Task item:
Return every line from the records below in which the word "reqwest" is found.
------ Task input ------
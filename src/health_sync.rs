use crate::collaborators::{Category, MetricsSource, RowStore};
use crate::dedup::DedupGate;
use crate::metrics::{iso_date, normalize, RawDay};
use crate::projection::project;
use anyhow::{Context, Result};
use chrono_tz::Tz;
use log::{debug, info, warn};
use serde_json::{Map, Value};
use std::fmt;
use time::Date;

#[derive(Debug, Clone, PartialEq, Eq)]
pub enum DayOutcome {
    /// A new row keyed on `date`, the night's own calendar date.
    Written { date: Date },
    /// The row that would have been written was printed instead.
    DryRun { date: Date },
    AlreadyExists { date: Date },
    NoSleep,
    Failed(String),
}

impl fmt::Display for DayOutcome {
    fn fmt(&self, f: &mut fmt::Formatter<'_>) -> fmt::Result {
        match self {
            Self::Written { date } => write!(f, "written ({})", iso_date(*date)),
            Self::DryRun { date } => {
                write!(f, "dry run — row not written ({})", iso_date(*date))
            }
            Self::AlreadyExists { date } => {
                write!(f, "skipped — already exists ({})", iso_date(*date))
            }
            Self::NoSleep => f.write_str("skipped — no sleep recorded"),
            Self::Failed(reason) => write!(f, "failed — {reason}"),
        }
    }
}

/// What to do with a projected row once the date is known to be new.
#[derive(Debug, Clone, Copy, PartialEq, Eq)]
pub enum WriteMode {
    Create,
    /// Print the row as JSON and leave the table untouched.
    DryRun,
}

#[derive(Debug, Clone, PartialEq, Eq)]
pub struct DayReport {
    pub requested: Date,
    pub outcome: DayOutcome,
}

/// Fetches one category, turning any failure into "absent" so that the
/// remaining categories of the day are still fetched.
async fn fetch_category<S: MetricsSource>(
    source: &S,
    category: Category,
    date: Date,
) -> Option<Value> {
    match source.fetch(category, date).await {
        Ok(Value::Null) => None,
        Ok(payload) => {
            debug!("{category} payload for {}: {payload}", iso_date(date));
            Some(payload)
        }
        Err(e) => {
            warn!("{category} fetch for {} failed: {e:#}", iso_date(date));
            None
        }
    }
}

pub async fn fetch_day<S: MetricsSource>(source: &S, date: Date) -> RawDay {
    // Stress carried into the night belongs to the day before it.
    let stress = match date.previous_day() {
        Some(prior) => fetch_category(source, Category::Stress, prior).await,
        None => None,
    };

    RawDay {
        sleep: fetch_category(source, Category::Sleep, date).await,
        stress,
        summary: fetch_category(source, Category::Summary, date).await,
        hydration: fetch_category(source, Category::Hydration, date).await,
        heart_rate: fetch_category(source, Category::HeartRate, date).await,
        body_composition: fetch_category(source, Category::BodyComposition, date).await,
    }
}

async fn sync_day<S: MetricsSource, R: RowStore>(
    date: Date,
    tz: Tz,
    mode: WriteMode,
    source: &S,
    store: &R,
) -> Result<DayOutcome> {
    let raw = fetch_day(source, date).await;
    let metrics = normalize(date, &raw);
    if !metrics.is_ingestable() {
        return Ok(DayOutcome::NoSleep);
    }

    if DedupGate::new(store).exists(metrics.date).await? {
        return Ok(DayOutcome::AlreadyExists { date: metrics.date });
    }

    let row = project(&metrics, tz);
    if mode == WriteMode::DryRun {
        let columns: Map<String, Value> = row
            .iter()
            .map(|(name, value)| (name.clone(), value.to_json()))
            .collect();
        println!("{}", serde_json::to_string_pretty(&columns)?);
        return Ok(DayOutcome::DryRun { date: metrics.date });
    }

    store
        .create_row(&row)
        .await
        .context("row creation failed")?;
    Ok(DayOutcome::Written { date: metrics.date })
}

/// Syncs every date in `dates`, one at a time. A failing date is reported
/// and the run moves on to the next one.
pub async fn health_sync<S: MetricsSource, R: RowStore>(
    dates: &[Date],
    tz: Tz,
    mode: WriteMode,
    source: &S,
    store: &R,
) -> Vec<DayReport> {
    let mut reports = Vec::with_capacity(dates.len());
    for &date in dates {
        let outcome = match sync_day(date, tz, mode, source, store).await {
            Ok(outcome) => outcome,
            Err(e) => DayOutcome::Failed(format!("{e:#}")),
        };
        info!("{}: {outcome}", iso_date(date));
        reports.push(DayReport {
            requested: date,
            outcome,
        });
    }
    reports
}

#[cfg(test)]
mod tests {
    use super::*;
    use crate::projection::DATE_KEY_COLUMN;
    use crate::test_support::{FakeSource, FakeStore};
    use notion_light::PropertyValue;
    use serde_json::json;
    use time::macros::date;

    const BERLIN: Tz = chrono_tz::Europe::Berlin;

    fn sleep_on(calendar_date: &str, deep: u64, light: u64, rem: u64) -> Value {
        json!({
            "dailySleepDTO": {
                "calendarDate": calendar_date,
                "deepSleepSeconds": deep,
                "lightSleepSeconds": light,
                "remSleepSeconds": rem,
                "awakeSleepSeconds": 900
            }
        })
    }

    fn three_nights() -> FakeSource {
        FakeSource::new()
            .with(Category::Sleep, date!(2024 - 03 - 04), sleep_on("2024-03-04", 3600, 7200, 1800))
            .with(Category::Sleep, date!(2024 - 03 - 05), sleep_on("2024-03-05", 3600, 10800, 1800))
            .with(Category::Sleep, date!(2024 - 03 - 06), sleep_on("2024-03-06", 1800, 9000, 3600))
    }

    fn window() -> Vec<Date> {
        vec![date!(2024 - 03 - 04), date!(2024 - 03 - 05), date!(2024 - 03 - 06)]
    }

    #[tokio::test]
    async fn test_end_to_end_scenario() {
        let day = date!(2024 - 03 - 05);
        let source = FakeSource::new()
            .with(Category::Sleep, day, sleep_on("2024-03-05", 3600, 10800, 1800))
            .with(Category::Hydration, day, json!({"valueInML": 2000.0}))
            .with(
                Category::Summary,
                day,
                json!({"totalKilocalories": 2200, "consumedKilocalories": 2500}),
            );
        let store = FakeStore::new();

        let reports = health_sync(&[day], BERLIN, WriteMode::Create, &source, &store).await;
        assert_eq!(
            reports,
            vec![DayReport {
                requested: day,
                outcome: DayOutcome::Written { date: day }
            }]
        );

        let rows = store.rows();
        assert_eq!(rows.len(), 1);
        let row = &rows[0];
        assert_eq!(row["Total Sleep (h)"], PropertyValue::Number(4.5));
        assert_eq!(row["Hydration (ml)"], PropertyValue::Number(2000.0));
        assert_eq!(
            row["Calorie Surplus"],
            PropertyValue::RichText("300 (14%)".to_owned())
        );
        assert_eq!(
            row[DATE_KEY_COLUMN],
            PropertyValue::Date("2024-03-05".to_owned())
        );
    }

    #[tokio::test]
    async fn test_second_run_writes_nothing() {
        let source = three_nights();
        let store = FakeStore::new();

        health_sync(&window(), BERLIN, WriteMode::Create, &source, &store).await;
        assert_eq!(store.rows().len(), 3);

        let second = health_sync(&window(), BERLIN, WriteMode::Create, &source, &store).await;
        assert_eq!(store.rows().len(), 3);
        assert!(second
            .iter()
            .all(|r| matches!(r.outcome, DayOutcome::AlreadyExists { .. })));
    }

    #[tokio::test]
    async fn test_zero_and_missing_sleep_are_skipped() {
        let source = FakeSource::new()
            .with(Category::Sleep, date!(2024 - 03 - 04), sleep_on("2024-03-04", 0, 0, 0))
            .with(Category::Hydration, date!(2024 - 03 - 05), json!({"valueInML": 500}));
        let store = FakeStore::new();

        let reports = health_sync(
            &[date!(2024 - 03 - 04), date!(2024 - 03 - 05)],
            BERLIN,
            WriteMode::Create,
            &source,
            &store,
        )
        .await;

        assert!(store.rows().is_empty());
        assert!(reports.iter().all(|r| r.outcome == DayOutcome::NoSleep));
        // Nothing to write means nothing to look up either.
        assert_eq!(store.queries(), 0);
    }

    #[tokio::test]
    async fn test_category_failure_is_isolated() {
        let day = date!(2024 - 03 - 05);
        let source = three_nights()
            .with(Category::Hydration, day, json!({"valueInML": 1800}))
            .failing(Category::Summary, day)
            .failing(Category::Stress, date!(2024 - 03 - 04))
            .failing(Category::HeartRate, date!(2024 - 03 - 06));
        let store = FakeStore::new();

        let reports = health_sync(&window(), BERLIN, WriteMode::Create, &source, &store).await;
        assert!(reports
            .iter()
            .all(|r| matches!(r.outcome, DayOutcome::Written { .. })));

        let rows = store.rows();
        assert_eq!(rows.len(), 3);
        let written = rows
            .iter()
            .find(|row| row[DATE_KEY_COLUMN] == PropertyValue::Date("2024-03-05".to_owned()))
            .unwrap();
        assert_eq!(written["Hydration (ml)"], PropertyValue::Number(1800.0));
        assert!(!written.contains_key("Calories Burned"));
        assert!(!written.contains_key("Prior Day Stress"));

        // Every category was still attempted for the day whose summary failed.
        let calls = source.calls();
        for category in [
            Category::Sleep,
            Category::Summary,
            Category::Hydration,
            Category::HeartRate,
            Category::BodyComposition,
        ] {
            assert!(calls.contains(&(category, day)), "{category} not fetched");
        }
        assert!(calls.contains(&(Category::Stress, date!(2024 - 03 - 04))));
    }

    #[tokio::test]
    async fn test_failing_sleep_fetch_skips_day() {
        let source = three_nights().failing(Category::Sleep, date!(2024 - 03 - 05));
        let store = FakeStore::new();

        let reports = health_sync(&window(), BERLIN, WriteMode::Create, &source, &store).await;
        assert_eq!(reports[1].outcome, DayOutcome::NoSleep);
        assert_eq!(store.rows().len(), 2);
    }

    #[tokio::test]
    async fn test_authoritative_date_comes_from_sleep_payload() {
        // Requested the 6th, Garmin files the night under the 5th.
        let source = FakeSource::new().with(
            Category::Sleep,
            date!(2024 - 03 - 06),
            sleep_on("2024-03-05", 3600, 3600, 3600),
        );
        let store = FakeStore::new().with_existing("2024-03-05");

        let reports = health_sync(
            &[date!(2024 - 03 - 06)],
            BERLIN,
            WriteMode::Create,
            &source,
            &store,
        )
        .await;
        assert_eq!(
            reports[0].outcome,
            DayOutcome::AlreadyExists {
                date: date!(2024 - 03 - 05)
            }
        );
        assert_eq!(store.rows().len(), 1);
    }

    #[tokio::test]
    async fn test_failed_lookup_does_not_write() {
        let source = three_nights();
        let store = FakeStore::new().failing_queries();

        let reports = health_sync(&window(), BERLIN, WriteMode::Create, &source, &store).await;
        assert!(store.rows().is_empty());
        for report in &reports {
            match &report.outcome {
                DayOutcome::Failed(reason) => {
                    assert!(reason.contains("existing-row lookup failed"), "{reason}");
                }
                other => panic!("expected failure, got {other:?}"),
            }
        }
    }

    #[tokio::test]
    async fn test_write_failure_continues_with_next_day() {
        let source = three_nights();
        let store = FakeStore::new().failing_create_on("2024-03-05");

        let reports = health_sync(&window(), BERLIN, WriteMode::Create, &source, &store).await;
        assert!(matches!(reports[0].outcome, DayOutcome::Written { .. }));
        assert!(matches!(
            &reports[1].outcome,
            DayOutcome::Failed(reason) if reason.contains("row creation failed")
        ));
        assert!(matches!(reports[2].outcome, DayOutcome::Written { .. }));
        assert_eq!(store.rows().len(), 2);
    }

    #[tokio::test]
    async fn test_dry_run_writes_nothing() {
        let source = three_nights();
        let store = FakeStore::new().with_existing("2024-03-05");

        let reports = health_sync(&window(), BERLIN, WriteMode::DryRun, &source, &store).await;
        assert_eq!(
            reports.iter().map(|r| r.outcome.clone()).collect::<Vec<_>>(),
            vec![
                DayOutcome::DryRun {
                    date: date!(2024 - 03 - 04)
                },
                DayOutcome::AlreadyExists {
                    date: date!(2024 - 03 - 05)
                },
                DayOutcome::DryRun {
                    date: date!(2024 - 03 - 06)
                },
            ]
        );
        // Only the pre-existing row; the dedup lookup still ran for every night.
        assert_eq!(store.rows().len(), 1);
        assert_eq!(store.queries(), 3);
    }

    #[test]
    fn test_outcome_display() {
        assert_eq!(
            DayOutcome::Written {
                date: date!(2024 - 03 - 05)
            }
            .to_string(),
            "written (2024-03-05)"
        );
        assert_eq!(DayOutcome::NoSleep.to_string(), "skipped — no sleep recorded");
        assert_eq!(
            DayOutcome::DryRun {
                date: date!(2024 - 03 - 05)
            }
            .to_string(),
            "dry run — row not written (2024-03-05)"
        );
        assert_eq!(
            DayOutcome::Failed("timeout".to_owned()).to_string(),
            "failed — timeout"
        );
    }
}
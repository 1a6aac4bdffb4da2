use crate::fields;
use chrono::TimeZone;
use chrono_tz::Tz;
use log::debug;
use serde_json::Value;
use time::macros::format_description;
use time::{Date, OffsetDateTime, UtcOffset};

pub const NO_HRV_STATUS: &str = "No Status";

/// Raw payloads fetched for one requested date. `None` means the category
/// failed or came back empty.
#[derive(Debug, Clone, Default)]
pub struct RawDay {
    pub sleep: Option<Value>,
    /// Stress for the day *before* the requested date.
    pub stress: Option<Value>,
    pub summary: Option<Value>,
    pub hydration: Option<Value>,
    pub heart_rate: Option<Value>,
    pub body_composition: Option<Value>,
}

#[derive(Debug, Clone, PartialEq)]
pub struct SleepRecord {
    pub start: Option<OffsetDateTime>,
    pub end: Option<OffsetDateTime>,
    pub deep_seconds: u64,
    pub light_seconds: u64,
    pub rem_seconds: u64,
    pub awake_seconds: u64,
    pub score: Option<f64>,
    pub resting_heart_rate: Option<f64>,
    pub overnight_hrv: Option<f64>,
    pub hrv_status: String,
    pub avg_sleep_stress: Option<f64>,
}

impl SleepRecord {
    pub fn from_payload(payload: &Value) -> Self {
        Self {
            start: timestamp(fields::sleep::START_GMT.number(payload)),
            end: timestamp(fields::sleep::END_GMT.number(payload)),
            deep_seconds: seconds(fields::sleep::DEEP_SECONDS.number(payload)),
            light_seconds: seconds(fields::sleep::LIGHT_SECONDS.number(payload)),
            rem_seconds: seconds(fields::sleep::REM_SECONDS.number(payload)),
            awake_seconds: seconds(fields::sleep::AWAKE_SECONDS.number(payload)),
            score: fields::sleep::SCORE.number(payload),
            resting_heart_rate: fields::sleep::RESTING_HEART_RATE.number(payload),
            overnight_hrv: fields::sleep::OVERNIGHT_HRV.number(payload),
            hrv_status: fields::sleep::HRV_STATUS
                .text(payload)
                .unwrap_or(NO_HRV_STATUS)
                .to_owned(),
            avg_sleep_stress: fields::sleep::AVG_SLEEP_STRESS.number(payload),
        }
    }

    /// Time actually asleep; awake time is excluded.
    pub fn total_seconds(&self) -> u64 {
        self.deep_seconds + self.light_seconds + self.rem_seconds
    }
}

#[derive(Debug, Clone, PartialEq)]
pub struct CalorieSummary {
    pub total_kcal: Option<f64>,
    pub consumed_kcal: Option<f64>,
    pub active_kcal: Option<f64>,
    pub moderate_minutes: Option<f64>,
    pub vigorous_minutes: Option<f64>,
}

impl CalorieSummary {
    pub fn from_payload(payload: &Value) -> Self {
        Self {
            total_kcal: fields::summary::TOTAL_KCAL.number(payload),
            consumed_kcal: fields::summary::CONSUMED_KCAL.number(payload),
            active_kcal: fields::summary::ACTIVE_KCAL.number(payload),
            moderate_minutes: fields::summary::MODERATE_MINUTES.number(payload),
            vigorous_minutes: fields::summary::VIGOROUS_MINUTES.number(payload),
        }
    }

    /// Intake minus expenditure. Only defined when both sides were reported;
    /// a zero balance is a real value, never a placeholder.
    pub fn balance(&self) -> Option<CalorieBalance> {
        let total = self.total_kcal?;
        let consumed = self.consumed_kcal?;
        if total == 0.0 {
            return None;
        }
        let difference = consumed - total;
        Some(CalorieBalance {
            // Whole kilocalories; adding zero folds -0.0 into 0.0.
            kcal: difference.round() + 0.0,
            deficit_percent: (difference.abs() / total * 100.0).round(),
        })
    }
}

#[derive(Debug, Clone, Copy, PartialEq)]
pub struct CalorieBalance {
    /// Positive for a surplus, negative for a deficit.
    pub kcal: f64,
    pub deficit_percent: f64,
}

/// Everything synced for one night, keyed by the date Garmin files the
/// sleep under.
#[derive(Debug, Clone, PartialEq)]
pub struct DailyMetrics {
    pub date: Date,
    pub sleep: Option<SleepRecord>,
    pub prior_day_stress: Option<f64>,
    pub calorie_summary: Option<CalorieSummary>,
    pub hydration_ml: Option<f64>,
    pub body_weight_kg: Option<f64>,
    pub resting_heart_rate_7d_avg: Option<f64>,
}

impl DailyMetrics {
    /// A day is only worth a row if some sleep was actually recorded.
    pub fn is_ingestable(&self) -> bool {
        self.sleep.as_ref().is_some_and(|s| s.total_seconds() > 0)
    }

    pub fn calorie_balance(&self) -> Option<CalorieBalance> {
        self.calorie_summary.as_ref().and_then(CalorieSummary::balance)
    }
}

/// Builds the metrics for `requested` out of whatever categories arrived.
///
/// Never fails: missing categories and missing fields fall back to their
/// neutral values. The date comes from the sleep payload when it carries
/// one, since Garmin files a night under its own calendar date.
pub fn normalize(requested: Date, raw: &RawDay) -> DailyMetrics {
    let date = raw
        .sleep
        .as_ref()
        .and_then(|payload| fields::sleep::CALENDAR_DATE.text(payload))
        .and_then(|s| match parse_date(s) {
            Some(date) => Some(date),
            None => {
                debug!("ignoring unparseable sleep calendarDate '{s}'");
                None
            }
        })
        .unwrap_or(requested);

    DailyMetrics {
        date,
        sleep: raw.sleep.as_ref().map(SleepRecord::from_payload),
        prior_day_stress: raw
            .stress
            .as_ref()
            .and_then(|p| fields::stress::AVG_LEVEL.number(p))
            // Garmin reports "not enough data" as -1 / -2.
            .filter(|level| *level >= 0.0),
        calorie_summary: raw.summary.as_ref().map(CalorieSummary::from_payload),
        hydration_ml: raw
            .hydration
            .as_ref()
            .and_then(|p| fields::hydration::VALUE_ML.number(p)),
        body_weight_kg: raw
            .body_composition
            .as_ref()
            .and_then(|p| fields::body_composition::WEIGHT_GRAMS.number(p))
            .map(|grams| grams / 1000.0),
        resting_heart_rate_7d_avg: raw
            .heart_rate
            .as_ref()
            .and_then(|p| fields::heart_rate::RESTING_7D_AVG.number(p)),
    }
}

fn seconds(value: Option<f64>) -> u64 {
    value
        .filter(|s| s.is_finite() && *s > 0.0)
        .map_or(0, |s| s.round() as u64)
}

fn timestamp(millis: Option<f64>) -> Option<OffsetDateTime> {
    let millis = millis.filter(|ms| ms.is_finite() && *ms > 0.0)? as i64;
    OffsetDateTime::from_unix_timestamp_nanos(i128::from(millis) * 1_000_000).ok()
}

pub fn parse_date(s: &str) -> Option<Date> {
    Date::parse(s.trim(), format_description!("[year]-[month]-[day]")).ok()
}

/// `YYYY-MM-DD`, the key the dedup column is matched on.
pub fn iso_date(date: Date) -> String {
    format!(
        "{:04}-{:02}-{:02}",
        date.year(),
        date.month() as u8,
        date.day()
    )
}

/// `DD.MM.YYYY`, used for the row title.
pub fn display_date(date: Date) -> String {
    format!(
        "{:02}.{:02}.{:04}",
        date.day(),
        date.month() as u8,
        date.year()
    )
}

/// Compact `<H>h <M>m`, minutes truncated.
pub fn format_duration(seconds: u64) -> String {
    let minutes = seconds / 60;
    format!("{}h {}m", minutes / 60, minutes % 60)
}

/// Hours rounded to one decimal place.
pub fn hours(seconds: u64) -> f64 {
    (seconds as f64 / 3600.0 * 10.0).round() / 10.0
}

/// Absolute UTC instant with millisecond precision, e.g.
/// `2024-03-04T22:15:00.000Z`.
pub fn iso_instant(instant: OffsetDateTime) -> Option<String> {
    instant
        .to_offset(UtcOffset::UTC)
        .format(format_description!(
            "[year]-[month]-[day]T[hour]:[minute]:[second].[subsecond digits:3]Z"
        ))
        .ok()
}

/// Local wall-clock `HH:MM` in `tz`.
pub fn clock_time(instant: OffsetDateTime, tz: Tz) -> Option<String> {
    tz.timestamp_opt(instant.unix_timestamp(), 0)
        .single()
        .map(|local| local.format("%H:%M").to_string())
}
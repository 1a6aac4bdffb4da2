use reqwest::Client;
use serde::Deserialize;
use serde_json::{json, Map, Value};
use std::collections::BTreeMap;
use std::time::Duration;
use thiserror::Error;

pub const DEFAULT_API_URL: &str = "https://api.notion.com/v1";
pub const NOTION_VERSION: &str = "2022-06-28";

#[derive(Error, Debug)]
pub enum Error {
    #[error("HTTP request failed: {0}")]
    Request(#[from] reqwest::Error),

    #[error("Notion API error ({status}): {message}")]
    Api { status: u16, message: String },
}

/// A typed database property value, serialized in the shape Notion expects
/// when creating a page.
#[derive(Debug, Clone, PartialEq)]
pub enum PropertyValue {
    Title(String),
    RichText(String),
    Number(f64),
    Select(String),
    /// A single calendar date or instant, ISO-8601.
    Date(String),
    /// A start/end pair of ISO-8601 instants.
    DateRange { start: String, end: Option<String> },
}

impl PropertyValue {
    #[must_use]
    pub fn to_json(&self) -> Value {
        match self {
            Self::Title(text) => json!({ "title": [{ "text": { "content": text } }] }),
            Self::RichText(text) => json!({ "rich_text": [{ "text": { "content": text } }] }),
            Self::Number(number) => json!({ "number": number }),
            Self::Select(name) => json!({ "select": { "name": name } }),
            Self::Date(start) => json!({ "date": { "start": start } }),
            Self::DateRange { start, end } => json!({ "date": { "start": start, "end": end } }),
        }
    }
}

/// Column name to value, one entry per property written.
pub type Properties = BTreeMap<String, PropertyValue>;

#[derive(Debug, Clone, Deserialize)]
pub struct Page {
    pub id: String,
    #[serde(default)]
    pub url: Option<String>,
}

#[derive(Debug, Clone, Deserialize)]
pub struct Database {
    pub id: String,
    /// Column name to raw property schema.
    #[serde(default)]
    pub properties: Map<String, Value>,
}

#[derive(Debug, Deserialize)]
struct QueryResponse {
    results: Vec<Page>,
    #[serde(default)]
    has_more: bool,
    #[serde(default)]
    next_cursor: Option<String>,
}

/// A lightweight Notion client covering database queries and page creation.
pub struct NotionClient {
    client: Client,
    token: String,
    url: String,
}

impl NotionClient {
    /// Creates a client whose requests all carry `timeout`.
    ///
    /// # Errors
    /// Returns an error if the underlying HTTP client cannot be built.
    pub fn new(token: String, timeout: Duration) -> Result<Self, Error> {
        let client = Client::builder().timeout(timeout).build()?;
        Ok(Self {
            client,
            token,
            url: DEFAULT_API_URL.to_owned(),
        })
    }

    #[must_use]
    pub fn with_url(mut self, url: Option<String>) -> Self {
        if let Some(url) = url {
            self.url = url.trim_end_matches('/').to_owned();
        }
        self
    }

    fn post(&self, path: &str) -> reqwest::RequestBuilder {
        self.client
            .post(format!("{}{}", self.url, path))
            .bearer_auth(&self.token)
            .header("Notion-Version", NOTION_VERSION)
    }

    /// Retrieves a database's metadata. Doubles as a credentials check: a bad
    /// token or an unshared database fails here.
    ///
    /// # Errors
    /// Returns an error if the HTTP request fails or Notion answers with a
    /// non-success status (401 for a bad token, 404 for an unknown or
    /// unshared database).
    pub async fn retrieve_database(&self, database_id: &str) -> Result<Database, Error> {
        let response = self
            .client
            .get(format!("{}/databases/{database_id}", self.url))
            .bearer_auth(&self.token)
            .header("Notion-Version", NOTION_VERSION)
            .send()
            .await?;
        if !response.status().is_success() {
            return Err(api_error(response).await);
        }
        Ok(response.json().await?)
    }

    /// Queries a database with a raw Notion filter object, following
    /// pagination until all matching pages are collected.
    ///
    /// # Errors
    /// Returns an error if the HTTP request fails or Notion answers with a
    /// non-success status.
    pub async fn query_database(
        &self,
        database_id: &str,
        filter: &Value,
    ) -> Result<Vec<Page>, Error> {
        let path = format!("/databases/{database_id}/query");
        let mut pages = Vec::new();
        let mut cursor: Option<String> = None;

        loop {
            let mut body = Map::new();
            body.insert("filter".to_owned(), filter.clone());
            if let Some(cursor) = &cursor {
                body.insert("start_cursor".to_owned(), Value::String(cursor.clone()));
            }

            let response = self.post(&path).json(&body).send().await?;
            if !response.status().is_success() {
                return Err(api_error(response).await);
            }

            let query: QueryResponse = response.json().await?;
            pages.extend(query.results);

            match query.next_cursor {
                Some(next) if query.has_more => cursor = Some(next),
                _ => break,
            }
        }

        Ok(pages)
    }

    /// Returns all pages whose date property `property` equals `date`
    /// (`YYYY-MM-DD`) exactly.
    ///
    /// # Errors
    /// See [`NotionClient::query_database`].
    pub async fn query_by_date(
        &self,
        database_id: &str,
        property: &str,
        date: &str,
    ) -> Result<Vec<Page>, Error> {
        let filter = json!({ "property": property, "date": { "equals": date } });
        self.query_database(database_id, &filter).await
    }

    /// Creates a page (row) in a database.
    ///
    /// # Errors
    /// Returns an error if the HTTP request fails or Notion rejects the
    /// properties, e.g. because a column type does not match.
    pub async fn create_page(
        &self,
        database_id: &str,
        icon: Option<&str>,
        properties: &Properties,
    ) -> Result<Page, Error> {
        let properties: Map<String, Value> = properties
            .iter()
            .map(|(name, value)| (name.clone(), value.to_json()))
            .collect();

        let mut body = json!({
            "parent": { "database_id": database_id },
            "properties": properties,
        });
        if let Some(emoji) = icon {
            body["icon"] = json!({ "type": "emoji", "emoji": emoji });
        }

        let response = self.post("/pages").json(&body).send().await?;
        if !response.status().is_success() {
            return Err(api_error(response).await);
        }
        Ok(response.json().await?)
    }
}

async fn api_error(response: reqwest::Response) -> Error {
    let status = response.status().as_u16();
    let message = response
        .text()
        .await
        .unwrap_or_else(|_| "Unknown error".to_owned());
    Error::Api { status, message }
}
------
Written solution:
use reqwest::Client;
    Request(#[from] reqwest::Error),
    fn post(&self, path: &str) -> reqwest::RequestBuilder {
async fn api_error(response: reqwest::Response) -> Error {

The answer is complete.